It’s official: America is bonkers over sports betting. Each time a new state passes a bill to make gambling on sports legal or changes a law to allow more competition among betting platforms, known as sportsbooks, it becomes ground zero in a battle between market leaders DraftKings and FanDuel, whose efforts to beat back rivals often resemble a game of Whac-a-Mole.
Take Illinois, whose most recent $483.5 million monthly “handle” (the total amount wagered on sports) and $42.2 million in gross revenue from sportsbook operators make it the fourth-largest sports betting market by revenue behind Pennsylvania, New Jersey and No. 1 Nevada. All told, Americans placed nearly $35 billion on sports bets in 2020.
With casinos facing ongoing closures due to the COVID-19 pandemic, Illinois Governor J.B. Pritzker has repeatedly suspended a law requiring bettors to register in person at a casino before they can place wagers online with their mobile devices. That ruling has opened the door for DraftKings and FanDuel, which dominate the online market, to narrow the gap with BetRivers, the first mobile sports betting app to go live in Illinois when the state legalized betting last March. U.K.-based Willam Hill and Australian firm PointsBet have been expanding in the U.S. and launched in Illinois in September. PointsBet is now blanketing the airwaves in major media markets including Chicago, a sure sign of more ad wars to come.
Similar stories are playing out across the country. DraftKings and FanDuel are the most widely recognized sportsbook names and together comprise roughly 80% of the U.S. market. But scores of competitors are now angling for a piece of the action in a torrid sports betting category that could outgrow sales of alcohol and all legal cannabis, reaching as high as $20 billion annually in the U.S., according to some Wall Street estimates.
But brands and agencies drawn to this huge opportunity should be forewarned: Sports betting is not an easy business to break into—or break through. DraftKings and FanDuel are both owned by large public companies with deep pockets to spend on marketing, and both have vast legal and compliance teams to help navigate a patchwork of complex regulations that vary from state to state. Startup costs are steep, and in a category where most betting platforms offer essentially the same service, brands may have trouble separating themselves from the pack.
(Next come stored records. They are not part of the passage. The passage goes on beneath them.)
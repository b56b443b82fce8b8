//! Error types for habitkit.

use thiserror::Error;

use crate::habits::HabitId;

/// Errors returned by the habit store and the supporting layers.
///
/// Statistics functions never produce errors; everything here comes from
/// storage, configuration or logging setup.
#[derive(Debug, Error)]
pub enum HabitError {
    /// The storage backend cannot be opened or migrated.
    #[error("Storage unavailable: {0}")]
    StorageUnavailable(String),

    /// A read failed or returned corrupt data.
    #[error("Storage read failed: {0}")]
    StorageRead(String),

    /// A write failed.
    #[error("Storage write failed: {0}")]
    StorageWrite(String),

    /// No habit with the given id exists.
    #[error("Habit not found: {0}")]
    NotFound(HabitId),

    /// The habit record is malformed (e.g. empty name).
    #[error("Invalid habit: {0}")]
    InvalidHabit(String),

    /// Configuration could not be read or written.
    #[error("Configuration error: {0}")]
    Config(String),

    /// Logging could not be initialized.
    #[error("Logging error: {0}")]
    Logging(String),

    /// Filesystem error.
    #[error("IO error: {0}")]
    Io(#[from] std::io::Error),
}

impl HabitError {
    /// Whether retrying the same operation may succeed.
    ///
    /// Only per-operation read/write failures qualify. A `NotFound` targets a
    /// stale id and will keep failing.
    #[must_use]
    pub const fn is_retryable(&self) -> bool {
        matches!(self, Self::StorageRead(_) | Self::StorageWrite(_))
    }
}
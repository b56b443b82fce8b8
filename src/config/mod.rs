//! Configuration management for habitkit.
//!
//! This module handles loading and saving configuration from `~/.habitkit/`.

mod paths;
mod settings;

pub use paths::Paths;
pub use settings::{Config, LoggingConfig, StorageConfig};
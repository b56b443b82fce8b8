//! Configuration settings for habitkit.
//!
//! Settings are loaded from `~/.habitkit/config.yaml`. Every field has a
//! default, so a partial file only overrides what it names.

use std::path::PathBuf;

use serde::{Deserialize, Serialize};

use crate::config::Paths;
use crate::error::HabitError;

/// Main configuration structure.
#[derive(Debug, Clone, Serialize, Deserialize, Default, PartialEq, Eq)]
#[serde(default)]
pub struct Config {
    /// Habit store settings.
    pub storage: StorageConfig,
    /// Log output settings.
    pub logging: LoggingConfig,
}

/// Habit store settings.
#[derive(Debug, Clone, Serialize, Deserialize, PartialEq, Eq)]
#[serde(default)]
pub struct StorageConfig {
    /// Database file; `~/.habitkit/habits.db` when unset.
    #[serde(default)]
    pub database: Option<PathBuf>,
    /// Keep running on an in-memory store when the file cannot be opened.
    #[serde(default = "default_true")]
    pub fallback_to_memory: bool,
}

/// Log output settings.
#[derive(Debug, Clone, Serialize, Deserialize, PartialEq, Eq)]
#[serde(default)]
pub struct LoggingConfig {
    /// One of trace, debug, info, warn, error.
    #[serde(default = "default_log_level")]
    pub level: String,
    /// Log directory; `~/.habitkit/logs/` when unset.
    #[serde(default)]
    pub directory: Option<PathBuf>,
}

const fn default_true() -> bool {
    true
}

fn default_log_level() -> String {
    crate::logging::default_log_level().to_string()
}

impl Default for StorageConfig {
    fn default() -> Self {
        Self {
            database: None,
            fallback_to_memory: default_true(),
        }
    }
}

impl Default for LoggingConfig {
    fn default() -> Self {
        Self {
            level: default_log_level(),
            directory: None,
        }
    }
}

impl StorageConfig {
    /// The database file to open.
    #[must_use]
    pub fn database_path(&self, paths: &Paths) -> PathBuf {
        self.database.clone().unwrap_or_else(|| paths.database.clone())
    }
}

impl LoggingConfig {
    /// The directory log files are written to.
    #[must_use]
    pub fn log_dir(&self, paths: &Paths) -> PathBuf {
        self.directory.clone().unwrap_or_else(|| paths.logs.clone())
    }
}

impl Config {
    /// Load configuration from the default path.
    ///
    /// If the config file doesn't exist, returns default configuration.
    ///
    /// # Errors
    ///
    /// Returns an error if the config file exists but cannot be parsed.
    pub fn load() -> Result<Self, HabitError> {
        let paths = Paths::new()?;
        Self::load_from_path(&paths.config_file)
    }

    /// Load configuration from a specific path.
    ///
    /// If the config file doesn't exist, returns default configuration.
    ///
    /// # Errors
    ///
    /// Returns an error if the config file exists but cannot be parsed.
    pub fn load_from_path(path: &std::path::Path) -> Result<Self, HabitError> {
        if !path.exists() {
            return Ok(Self::default());
        }

        let contents = std::fs::read_to_string(path).map_err(|e| {
            HabitError::Config(format!("Failed to read config file {}: {e}", path.display()))
        })?;

        serde_yaml::from_str(&contents).map_err(|e| {
            HabitError::Config(format!("Failed to parse config file {}: {e}", path.display()))
        })
    }

    /// Save configuration to the default path.
    ///
    /// # Errors
    ///
    /// Returns an error if the config file cannot be written.
    pub fn save(&self) -> Result<(), HabitError> {
        let paths = Paths::new()?;
        paths.ensure_dirs()?;
        self.save_to_path(&paths.config_file)
    }

    /// Save configuration to a specific path.
    ///
    /// # Errors
    ///
    /// Returns an error if the config file cannot be written.
    pub fn save_to_path(&self, path: &std::path::Path) -> Result<(), HabitError> {
        let contents = serde_yaml::to_string(self)
            .map_err(|e| HabitError::Config(format!("Failed to serialize config: {e}")))?;

        std::fs::write(path, contents).map_err(|e| {
            HabitError::Config(format!("Failed to write config file {}: {e}", path.display()))
        })
    }
}
//! Async facade over [`HabitStore`].
//!
//! Operations queue on a `tokio::sync::Mutex` (FIFO) and the `SQLite` work
//! runs on the blocking pool, so awaiting a store call never stalls the
//! async runtime. There is no cancellation: dropping the future after the
//! blocking task started still lets that task finish.

use std::path::PathBuf;
use std::sync::Arc;

use tokio::sync::Mutex;

use super::HabitStore;
use crate::core::CalendarDay;
use crate::error::HabitError;
use crate::habits::{Habit, HabitId, NewHabit};

#[derive(Debug, Clone, Copy)]
enum Access {
    Read,
    Write,
}

impl Access {
    fn join_error(self, err: &tokio::task::JoinError) -> HabitError {
        let message = format!("Task join error: {err}");
        match self {
            Self::Read => HabitError::StorageRead(message),
            Self::Write => HabitError::StorageWrite(message),
        }
    }
}

/// Shared, cloneable handle to a habit store.
#[derive(Clone)]
pub struct AsyncHabitStore {
    inner: Arc<Mutex<HabitStore>>,
}

impl AsyncHabitStore {
    /// Wrap an already opened store.
    #[must_use]
    pub fn new(store: HabitStore) -> Self {
        Self {
            inner: Arc::new(Mutex::new(store)),
        }
    }

    /// Open (or create) the store at `path` on the blocking pool.
    ///
    /// # Errors
    ///
    /// Returns `StorageUnavailable` if the database cannot be opened.
    pub async fn init(path: PathBuf) -> Result<Self, HabitError> {
        let store = tokio::task::spawn_blocking(move || HabitStore::init(&path))
            .await
            .map_err(|e| HabitError::StorageUnavailable(format!("Task join error: {e}")))??;
        Ok(Self::new(store))
    }

    /// See [`HabitStore::get_all`].
    ///
    /// # Errors
    ///
    /// Returns `StorageRead` on failure.
    pub async fn get_all(&self) -> Result<Vec<Habit>, HabitError> {
        self.run(Access::Read, HabitStore::get_all).await
    }

    /// See [`HabitStore::get`].
    ///
    /// # Errors
    ///
    /// Returns `StorageRead` on failure.
    pub async fn get(&self, id: HabitId) -> Result<Option<Habit>, HabitError> {
        self.run(Access::Read, move |store| store.get(id)).await
    }

    /// See [`HabitStore::add`].
    ///
    /// # Errors
    ///
    /// Returns `InvalidHabit` or `StorageWrite`.
    pub async fn add(&self, habit: NewHabit) -> Result<HabitId, HabitError> {
        self.run(Access::Write, move |store| store.add(&habit)).await
    }

    /// See [`HabitStore::update`].
    ///
    /// # Errors
    ///
    /// Returns `NotFound`, `InvalidHabit` or `StorageWrite`.
    pub async fn update(&self, habit: Habit) -> Result<(), HabitError> {
        self.run(Access::Write, move |store| store.update(&habit)).await
    }

    /// See [`HabitStore::delete`].
    ///
    /// # Errors
    ///
    /// Returns `NotFound` or `StorageWrite`.
    pub async fn delete(&self, id: HabitId) -> Result<(), HabitError> {
        self.run(Access::Write, move |store| store.delete(id)).await
    }

    /// See [`HabitStore::toggle_day`].
    ///
    /// # Errors
    ///
    /// Returns `NotFound` or `StorageWrite`.
    pub async fn toggle_day(&self, id: HabitId, day: CalendarDay) -> Result<Habit, HabitError> {
        self.run(Access::Write, move |store| store.toggle_day(id, day))
            .await
    }

    async fn run<T, F>(&self, access: Access, op: F) -> Result<T, HabitError>
    where
        T: Send + 'static,
        F: FnOnce(&HabitStore) -> Result<T, HabitError> + Send + 'static,
    {
        // The owned guard travels into the blocking task, so the store stays
        // locked until the SQLite call returns.
        let guard = Arc::clone(&self.inner).lock_owned().await;

        tokio::task::spawn_blocking(move || op(&*guard))
            .await
            .map_err(|e| access.join_error(&e))?
    }
}
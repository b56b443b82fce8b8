//! Headline numbers for the dashboard.

use serde::{Deserialize, Serialize};

use super::aggregate::{today_stats, TodayStats};
use super::streak::best_streak;
use super::trend::completion_rate;
use crate::core::{CalendarDay, Clock};
use crate::habits::Habit;

/// Summary cards shown above the charts.
#[derive(Debug, Clone, PartialEq, Eq, Serialize, Deserialize)]
pub struct Dashboard {
    pub today: TodayStats,
    /// Trailing 30-day completion rate, 0-100
    pub completion_rate: u8,
    /// Best streak of any single habit
    pub best_streak: u32,
    pub habit_count: usize,
}

impl Dashboard {
    /// Compute the dashboard as of `today`.
    pub fn build(habits: &[Habit], today: CalendarDay) -> Self {
        Self {
            today: today_stats(habits, today),
            completion_rate: completion_rate(habits, today),
            best_streak: habits.iter().map(best_streak).max().unwrap_or(0),
            habit_count: habits.len(),
        }
    }

    /// Compute the dashboard for the day `clock` reports.
    pub fn now(habits: &[Habit], clock: &dyn Clock) -> Self {
        Self::build(habits, clock.today())
    }
}

#[cfg(test)]
mod tests {
    use super::*;
    use crate::core::MockClock;
    use crate::habits::{Category, HabitId, NewHabit};

    fn day(s: &str) -> CalendarDay {
        s.parse().unwrap()
    }

    fn habit_with(id: i64, days: &[&str]) -> Habit {
        let mut habit = NewHabit::new("Test", Category::Other).with_id(HabitId::new(id));
        for d in days {
            habit.completion_dates.set(day(d), true);
        }
        habit
    }

    #[test]
    fn test_dashboard_empty() {
        let dashboard = Dashboard::build(&[], day("2024-01-10"));

        assert_eq!(dashboard.today, TodayStats { completed: 0, total: 0 });
        assert_eq!(dashboard.completion_rate, 0);
        assert_eq!(dashboard.best_streak, 0);
        assert_eq!(dashboard.habit_count, 0);
    }

    #[test]
    fn test_dashboard_build() {
        let habits = vec![
            habit_with(1, &["2024-01-01", "2024-01-02", "2024-01-03", "2024-01-10"]),
            habit_with(2, &["2024-01-09", "2024-01-10"]),
        ];

        let dashboard = Dashboard::build(&habits, day("2024-01-10"));

        assert_eq!(dashboard.today, TodayStats { completed: 2, total: 2 });
        assert_eq!(dashboard.today.percentage(), 100);
        // 6 of 60 possible
        assert_eq!(dashboard.completion_rate, 10);
        assert_eq!(dashboard.best_streak, 3);
        assert_eq!(dashboard.habit_count, 2);
    }

    #[test]
    fn test_dashboard_reads_today_from_clock() {
        let habits = vec![habit_with(1, &["2024-02-29"])];

        let mut clock = MockClock::new();
        clock.expect_today().times(1).return_const(day("2024-02-29"));

        let dashboard = Dashboard::now(&habits, &clock);
        assert_eq!(dashboard.today.completed, 1);
    }
}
“Brands are fighting this long hard battle for market share, rising customer acquisition costs and getting high churn rates,” says Dave Edwards, exec VP of global business development at R3 Worldwide. “It’s hard for these sportsbook companies to differentiate themselves. Legally they’re really all the same, all regulated by the state and licensed.”
Agencies, meanwhile, must be able to work quickly in the legal sports-betting marketplace, where rules can change on a dime. Both DraftKings and FanDuel keep the majority of creative duties in-house (Horizon handles media buying for FanDuel) because they say it allows them to respond more quickly and efficiently to rapidly changing conditions in any given market.
“Each state is a market unto itself, and there isn’t just regulatory complexity but marketing complexity,” says FanDuel Chief Marketing Officer Mike Raffensperger. “As we think about media markets, promotions and local influencers, it is a question of where are the places we can leverage our assets at scale, and how do you put the right people and resources in place?” The company appears to be finding the right mix. Says Raffensperger, “In every state where we’ve launched, the opportunity has exceeded our expectations.”
FanDuel this week bolstered its marketing bench, announcing the hire of former Priceline and Anheuser-Busch marketer Andrew Sneyd as its new brand senior VP, overseeing creative and brand strategy, consumer insight, product marketing, team and league marketing, press relations, integrated campaigning and creative operations.